- [AIM OF THE TASK]: Return every entry from the listing below unaltered.

- [AVAILABLE DATA]:
● ● ● ● ● ● ●

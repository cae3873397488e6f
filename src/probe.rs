//! Quadratic probe sequence and prime capacity arithmetic

/// Candidate indices `(home + j²) mod capacity` for `j = 0, 1, 2, …`.
///
/// The sequence is cut off after `capacity` candidates. With a prime
/// capacity the first `(capacity + 1) / 2` candidates are pairwise distinct,
/// so a table kept below half occupancy always reaches an open cell well
/// before the cut-off.
#[derive(Debug, Clone)]
pub(crate) struct QuadraticProbe {
    /// Next candidate to hand out
    index: usize,
    /// Number of candidates handed out so far
    attempt: usize,
    /// Table length the indices wrap around
    capacity: usize,
}

impl QuadraticProbe {
    /// Starts a probe walk at `home`, which must already be below `capacity`
    pub(crate) const fn new(home: usize, capacity: usize) -> Self {
        Self { index: home, attempt: 0, capacity }
    }
}

impl Iterator for QuadraticProbe {
    type Item = usize;

    fn next(&mut self) -> Option<Self::Item> {
        if self.attempt >= self.capacity {
            return None;
        }
        let current = self.index;
        // (j + 1)² - j² = 2j + 1, so each step grows by two
        let step = self.attempt.saturating_mul(2).saturating_add(1);
        self.index = add_mod(current, step.checked_rem(self.capacity).unwrap_or(0), self.capacity);
        self.attempt = self.attempt.saturating_add(1);
        Some(current)
    }
}

/// `(a + b) mod m` for `a, b < m` without overflowing
const fn add_mod(a: usize, b: usize, m: usize) -> usize {
    let gap = m.saturating_sub(a);
    if b >= gap { b.saturating_sub(gap) } else { a.saturating_add(b) }
}

/// Reduces a key digest to its home index in a table of `capacity` cells
pub(crate) fn home_slot(digest: u64, capacity: usize) -> usize {
    let modulus = u64::try_from(capacity).unwrap_or(u64::MAX);
    let slot = digest.checked_rem(modulus).unwrap_or(0);
    usize::try_from(slot).unwrap_or(0)
}

/// Returns true if `n` is prime
pub(crate) fn is_prime(n: usize) -> bool {
    if n < 2 {
        return false;
    }
    if n < 4 {
        return true;
    }
    if n % 2 == 0 {
        return false;
    }
    let mut divisor: usize = 3;
    while divisor.saturating_mul(divisor) <= n {
        if n.checked_rem(divisor) == Some(0) {
            return false;
        }
        divisor = divisor.saturating_add(2);
    }
    true
}

/// Smallest prime greater than or equal to `n`
pub(crate) fn next_prime(n: usize) -> usize {
    let mut candidate = n.max(2);
    while !is_prime(candidate) {
        match candidate.checked_add(1) {
            Some(next) => candidate = next,
            None => break,
        }
    }
    candidate
}

/// Capacity a table of `capacity` cells grows to: the first prime at or above 1.5x
pub(crate) fn grown_capacity(capacity: usize) -> usize {
    next_prime(capacity.saturating_add(capacity.div_ceil(2)))
}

● ● ● ● ● ● ●

- [WRITTEN REPLY]:
repository cae3873397488e6f
filename src/probe.rs
//! Quadratic probe sequence and prime capacity arithmetic

/// Candidate indices `(home + j²) mod capacity` for `j = 0, 1, 2, …`.
///
/// The sequence is cut off after `capacity` candidates. With a prime
/// capacity the first `(capacity + 1) / 2` candidates are pairwise distinct,
/// so a table kept below half occupancy always reaches an open cell well
/// before the cut-off.
#[derive(Debug, Clone)]
pub(crate) struct QuadraticProbe {
    /// Next candidate to hand out
    index: usize,
    /// Number of candidates handed out so far
    attempt: usize,
    /// Table length the indices wrap around
    capacity: usize,
}

impl QuadraticProbe {
    /// Starts a probe walk at `home`, which must already be below `capacity`
    pub(crate) const fn new(home: usize, capacity: usize) -> Self {
        Self { index: home, attempt: 0, capacity }
    }
}

impl Iterator for QuadraticProbe {
    type Item = usize;

    fn next(&mut self) -> Option<Self::Item> {
        if self.attempt >= self.capacity {
            return None;
        }
        let current = self.index;
        // (j + 1)² - j² = 2j + 1, so each step grows by two
        let step = self.attempt.saturating_mul(2).saturating_add(1);
        self.index = add_mod(current, step.checked_rem(self.capacity).unwrap_or(0), self.capacity);
        self.attempt = self.attempt.saturating_add(1);
        Some(current)
    }
}

/// `(a + b) mod m` for `a, b < m` without overflowing
const fn add_mod(a: usize, b: usize, m: usize) -> usize {
    let gap = m.saturating_sub(a);
    if b >= gap { b.saturating_sub(gap) } else { a.saturating_add(b) }
}

/// Reduces a key digest to its home index in a table of `capacity` cells
pub(crate) fn home_slot(digest: u64, capacity: usize) -> usize {
    let modulus = u64::try_from(capacity).unwrap_or(u64::MAX);
    let slot = digest.checked_rem(modulus).unwrap_or(0);
    usize::try_from(slot).unwrap_or(0)
}

/// Returns true if `n` is prime
pub(crate) fn is_prime(n: usize) -> bool {
    if n < 2 {
        return false;
    }
    if n < 4 {
        return true;
    }
    if n % 2 == 0 {
        return false;
    }
    let mut divisor: usize = 3;
    while divisor.saturating_mul(divisor) <= n {
        if n.checked_rem(divisor) == Some(0) {
            return false;
        }
        divisor = divisor.saturating_add(2);
    }
    true
}

/// Smallest prime greater than or equal to `n`
pub(crate) fn next_prime(n: usize) -> usize {
    let mut candidate = n.max(2);
    while !is_prime(candidate) {
        match candidate.checked_add(1) {
            Some(next) => candidate = next,
            None => break,
        }
    }
    candidate
}

/// Capacity a table of `capacity` cells grows to: the first prime at or above 1.5x
pub(crate) fn grown_capacity(capacity: usize) -> usize {
    next_prime(capacity.saturating_add(capacity.div_ceil(2)))
}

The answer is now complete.